WHAT YOU NEED TO DO: Each record below needs to be retyped exactly.

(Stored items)
------

//! Run state and core simulation types
//!
//! Plain data shared between the components and the presentation layer.

use glam::Vec3;
use rand::SeedableRng;
use rand_pcg::Pcg32;
use serde::{Deserialize, Serialize};

use crate::consts::LANE_COUNT;

/// Identifier the presentation layer uses to key scene nodes
pub type EntityId = u32;

/// One of the three travel corridors
#[derive(Debug, Clone, Copy, PartialEq, Eq, Hash, Default, Serialize, Deserialize)]
pub enum Lane {
    Left,
    #[default]
    Center,
    Right,
}

impl Lane {
    pub const ALL: [Lane; LANE_COUNT] = [Lane::Left, Lane::Center, Lane::Right];

    #[inline]
    pub fn index(self) -> usize {
        match self {
            Lane::Left => 0,
            Lane::Center => 1,
            Lane::Right => 2,
        }
    }

    pub fn from_index(index: usize) -> Option<Self> {
        Self::ALL.get(index).copied()
    }

    /// Neighbouring lane in `direction`, clamped at the road edge
    pub fn step(self, direction: LaneDirection) -> Self {
        let index = match direction {
            LaneDirection::Left => self.index().saturating_sub(1),
            LaneDirection::Right => (self.index() + 1).min(LANE_COUNT - 1),
        };
        Self::ALL[index]
    }

    /// World x of this lane
    #[inline]
    pub fn offset(self, lane_offsets: &[f32; LANE_COUNT]) -> f32 {
        lane_offsets[self.index()]
    }
}

/// Discrete lane-change intent
#[derive(Debug, Clone, Copy, PartialEq, Eq, Serialize, Deserialize)]
pub enum LaneDirection {
    Left,
    Right,
}

/// Continuous speed intent, held for the whole frame
#[derive(Debug, Clone, Copy, PartialEq, Eq, Default, Serialize, Deserialize)]
pub enum Throttle {
    Accelerate,
    Decelerate,
    #[default]
    None,
}

/// Whether the current run is still going
#[derive(Debug, Clone, Copy, PartialEq, Eq, Serialize, Deserialize)]
pub enum RunStatus {
    Playing,
    /// Terminal until restart
    Ended,
}

/// Per-run bookkeeping owned by the simulation loop
#[derive(Debug, Clone, PartialEq, Serialize, Deserialize)]
pub struct RunState {
    pub status: RunStatus,
    /// Distance traveled this run (display units)
    pub distance: f32,
    /// Shared game speed for the current frame
    pub speed: f32,
}

impl RunState {
    pub fn new(initial_speed: f32) -> Self {
        Self {
            status: RunStatus::Playing,
            distance: 0.0,
            speed: initial_speed,
        }
    }
}

/// Obstacle variants
#[derive(Debug, Clone, Copy, PartialEq, Serialize, Deserialize)]
pub enum ObstacleKind {
    /// Box sitting in its lane
    Static,
    /// Vehicle sweeping sideways across the road; `direction` is -1 or +1
    Moving { direction: f32 },
}

/// An obstacle on the road
#[derive(Debug, Clone, PartialEq, Serialize, Deserialize)]
pub struct Obstacle {
    pub id: EntityId,
    pub position: Vec3,
    /// Lane it spawned in (moving obstacles drift out of it)
    pub lane: Lane,
    pub kind: ObstacleKind,
}

impl Obstacle {
    pub fn is_moving(&self) -> bool {
        matches!(self.kind, ObstacleKind::Moving { .. })
    }
}

/// Which side of the road a building stands on
#[derive(Debug, Clone, Copy, PartialEq, Eq, Serialize, Deserialize)]
pub enum BuildingSide {
    Left,
    Right,
}

/// A roadside building
#[derive(Debug, Clone, PartialEq, Serialize, Deserialize)]
pub struct Building {
    pub id: EntityId,
    /// Center of the box (y is half the height)
    pub position: Vec3,
    /// Width, height, depth
    pub dimensions: Vec3,
    pub side: BuildingSide,
    /// Index into the presentation layer's building colors
    pub palette_index: u8,
}

/// Entity lifecycle and run transitions produced during a frame.
///
/// Per-frame movement is not evented: the presentation layer reads
/// positions straight from the live collections after each advance.
#[derive(Debug, Clone, PartialEq, Serialize, Deserialize)]
pub enum SimEvent {
    ObstacleSpawned {
        id: EntityId,
        kind: ObstacleKind,
        lane: Lane,
        position: Vec3,
    },
    ObstacleRemoved { id: EntityId },
    BuildingSpawned {
        id: EntityId,
        position: Vec3,
        dimensions: Vec3,
        palette_index: u8,
    },
    BuildingRemoved { id: EntityId },
    RunEnded { distance: u32 },
    RunRestarted,
}

/// Which asynchronously loaded templates are available this frame
#[derive(Debug, Clone, Copy, PartialEq, Eq, Serialize, Deserialize)]
pub struct AssetReadiness {
    pub player: bool,
    pub moving_obstacle: bool,
}

impl AssetReadiness {
    pub const ALL_READY: Self = Self {
        player: true,
        moving_obstacle: true,
    };
    pub const NONE_READY: Self = Self {
        player: false,
        moving_obstacle: false,
    };
}

impl Default for AssetReadiness {
    fn default() -> Self {
        Self::ALL_READY
    }
}

/// Values the HUD shows every frame
#[derive(Debug, Clone, Copy, PartialEq, Eq, Serialize, Deserialize)]
pub struct HudSnapshot {
    /// Floored distance
    pub distance: u32,
    /// Floored speed as a percentage of 1.0
    pub speed_percent: u32,
    pub status: RunStatus,
}

/// Shown once a run has ended
#[derive(Debug, Clone, Copy, PartialEq, Eq, Serialize, Deserialize)]
pub struct GameOver {
    pub final_distance: u32,
}

/// Independent RNG stream per component, derived from the run seed
pub fn component_rng(seed: u64, stream: u64) -> Pcg32 {
    let mixed = seed
        .wrapping_mul(0x9E37_79B9_7F4A_7C15)
        .wrapping_add(stream.wrapping_mul(2654435761));
    Pcg32::seed_from_u64(mixed)
}

#[cfg(test)]
mod tests {
    use super::*;

    #[test]
    fn test_lane_step_clamps_at_edges() {
        assert_eq!(Lane::Left.step(LaneDirection::Left), Lane::Left);
        assert_eq!(Lane::Left.step(LaneDirection::Right), Lane::Center);
        assert_eq!(Lane::Center.step(LaneDirection::Right), Lane::Right);
        assert_eq!(Lane::Right.step(LaneDirection::Right), Lane::Right);
    }

    #[test]
    fn test_lane_index_round_trip() {
        for lane in Lane::ALL {
            assert_eq!(Lane::from_index(lane.index()), Some(lane));
        }
        assert_eq!(Lane::from_index(3), None);
        assert_eq!(Lane::Right.offset(&[-3.0, 0.0, 3.0]), 3.0);
    }

    #[test]
    fn test_component_streams_differ() {
        use rand::Rng;
        let a: u32 = component_rng(7, 1).random();
        let b: u32 = component_rng(7, 2).random();
        let c: u32 = component_rng(7, 1).random();
        assert_ne!(a, b);
        assert_eq!(a, c);
    }
}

------

RESULT OF THE EXERCISE:
//! Run state and core simulation types
//!
//! Plain data shared between the components and the presentation layer.

use glam::Vec3;
use rand::SeedableRng;
use rand_pcg::Pcg32;
use serde::{Deserialize, Serialize};

use crate::consts::LANE_COUNT;

/// Identifier the presentation layer uses to key scene nodes
pub type EntityId = u32;

/// One of the three travel corridors
#[derive(Debug, Clone, Copy, PartialEq, Eq, Hash, Default, Serialize, Deserialize)]
pub enum Lane {
    Left,
    #[default]
    Center,
    Right,
}

impl Lane {
    pub const ALL: [Lane; LANE_COUNT] = [Lane::Left, Lane::Center, Lane::Right];

    #[inline]
    pub fn index(self) -> usize {
        match self {
            Lane::Left => 0,
            Lane::Center => 1,
            Lane::Right => 2,
        }
    }

    pub fn from_index(index: usize) -> Option<Self> {
        Self::ALL.get(index).copied()
    }

    /// Neighbouring lane in `direction`, clamped at the road edge
    pub fn step(self, direction: LaneDirection) -> Self {
        let index = match direction {
            LaneDirection::Left => self.index().saturating_sub(1),
            LaneDirection::Right => (self.index() + 1).min(LANE_COUNT - 1),
        };
        Self::ALL[index]
    }

    /// World x of this lane
    #[inline]
    pub fn offset(self, lane_offsets: &[f32; LANE_COUNT]) -> f32 {
        lane_offsets[self.index()]
    }
}

/// Discrete lane-change intent
#[derive(Debug, Clone, Copy, PartialEq, Eq, Serialize, Deserialize)]
pub enum LaneDirection {
    Left,
    Right,
}

/// Continuous speed intent, held for the whole frame
#[derive(Debug, Clone, Copy, PartialEq, Eq, Default, Serialize, Deserialize)]
pub enum Throttle {
    Accelerate,
    Decelerate,
    #[default]
    None,
}

/// Whether the current run is still going
#[derive(Debug, Clone, Copy, PartialEq, Eq, Serialize, Deserialize)]
pub enum RunStatus {
    Playing,
    /// Terminal until restart
    Ended,
}

/// Per-run bookkeeping owned by the simulation loop
#[derive(Debug, Clone, PartialEq, Serialize, Deserialize)]
pub struct RunState {
    pub status: RunStatus,
    /// Distance traveled this run (display units)
    pub distance: f32,
    /// Shared game speed for the current frame
    pub speed: f32,
}

impl RunState {
    pub fn new(initial_speed: f32) -> Self {
        Self {
            status: RunStatus::Playing,
            distance: 0.0,
            speed: initial_speed,
        }
    }
}

/// Obstacle variants
#[derive(Debug, Clone, Copy, PartialEq, Serialize, Deserialize)]
pub enum ObstacleKind {
    /// Box sitting in its lane
    Static,
    /// Vehicle sweeping sideways across the road; `direction` is -1 or +1
    Moving { direction: f32 },
}

/// An obstacle on the road
#[derive(Debug, Clone, PartialEq, Serialize, Deserialize)]
pub struct Obstacle {
    pub id: EntityId,
    pub position: Vec3,
    /// Lane it spawned in (moving obstacles drift out of it)
    pub lane: Lane,
    pub kind: ObstacleKind,
}

impl Obstacle {
    pub fn is_moving(&self) -> bool {
        matches!(self.kind, ObstacleKind::Moving { .. })
    }
}

/// Which side of the road a building stands on
#[derive(Debug, Clone, Copy, PartialEq, Eq, Serialize, Deserialize)]
pub enum BuildingSide {
    Left,
    Right,
}

/// A roadside building
#[derive(Debug, Clone, PartialEq, Serialize, Deserialize)]
pub struct Building {
    pub id: EntityId,
    /// Center of the box (y is half the height)
    pub position: Vec3,
    /// Width, height, depth
    pub dimensions: Vec3,
    pub side: BuildingSide,
    /// Index into the presentation layer's building colors
    pub palette_index: u8,
}

/// Entity lifecycle and run transitions produced during a frame.
///
/// Per-frame movement is not evented: the presentation layer reads
/// positions straight from the live collections after each advance.
#[derive(Debug, Clone, PartialEq, Serialize, Deserialize)]
pub enum SimEvent {
    ObstacleSpawned {
        id: EntityId,
        kind: ObstacleKind,
        lane: Lane,
        position: Vec3,
    },
    ObstacleRemoved { id: EntityId },
    BuildingSpawned {
        id: EntityId,
        position: Vec3,
        dimensions: Vec3,
        palette_index: u8,
    },
    BuildingRemoved { id: EntityId },
    RunEnded { distance: u32 },
    RunRestarted,
}

/// Which asynchronously loaded templates are available this frame
#[derive(Debug, Clone, Copy, PartialEq, Eq, Serialize, Deserialize)]
pub struct AssetReadiness {
    pub player: bool,
    pub moving_obstacle: bool,
}

impl AssetReadiness {
    pub const ALL_READY: Self = Self {
        player: true,
        moving_obstacle: true,
    };
    pub const NONE_READY: Self = Self {
        player: false,
        moving_obstacle: false,
    };
}

impl Default for AssetReadiness {
    fn default() -> Self {
        Self::ALL_READY
    }
}

/// Values the HUD shows every frame
#[derive(Debug, Clone, Copy, PartialEq, Eq, Serialize, Deserialize)]
pub struct HudSnapshot {
    /// Floored distance
    pub distance: u32,
    /// Floored speed as a percentage of 1.0
    pub speed_percent: u32,
    pub status: RunStatus,
}

/// Shown once a run has ended
#[derive(Debug, Clone, Copy, PartialEq, Eq, Serialize, Deserialize)]
pub struct GameOver {
    pub final_distance: u32,
}

/// Independent RNG stream per component, derived from the run seed
pub fn component_rng(seed: u64, stream: u64) -> Pcg32 {
    let mixed = seed
        .wrapping_mul(0x9E37_79B9_7F4A_7C15)
        .wrapping_add(stream.wrapping_mul(2654435761));
    Pcg32::seed_from_u64(mixed)
}

#[cfg(test)]
mod tests {
    use super::*;

    #[test]
    fn test_lane_step_clamps_at_edges() {
        assert_eq!(Lane::Left.step(LaneDirection::Left), Lane::Left);
        assert_eq!(Lane::Left.step(LaneDirection::Right), Lane::Center);
        assert_eq!(Lane::Center.step(LaneDirection::Right), Lane::Right);
        assert_eq!(Lane::Right.step(LaneDirection::Right), Lane::Right);
    }

    #[test]
    fn test_lane_index_round_trip() {
        for lane in Lane::ALL {
            assert_eq!(Lane::from_index(lane.index()), Some(lane));
        }
        assert_eq!(Lane::from_index(3), None);
        assert_eq!(Lane::Right.offset(&[-3.0, 0.0, 3.0]), 3.0);
    }

    #[test]
    fn test_component_streams_differ() {
        use rand::Rng;
        let a: u32 = component_rng(7, 1).random();
        let b: u32 = component_rng(7, 2).random();
        let c: u32 = component_rng(7, 1).random();
        assert_ne!(a, b);
        assert_eq!(a, c);
    }
}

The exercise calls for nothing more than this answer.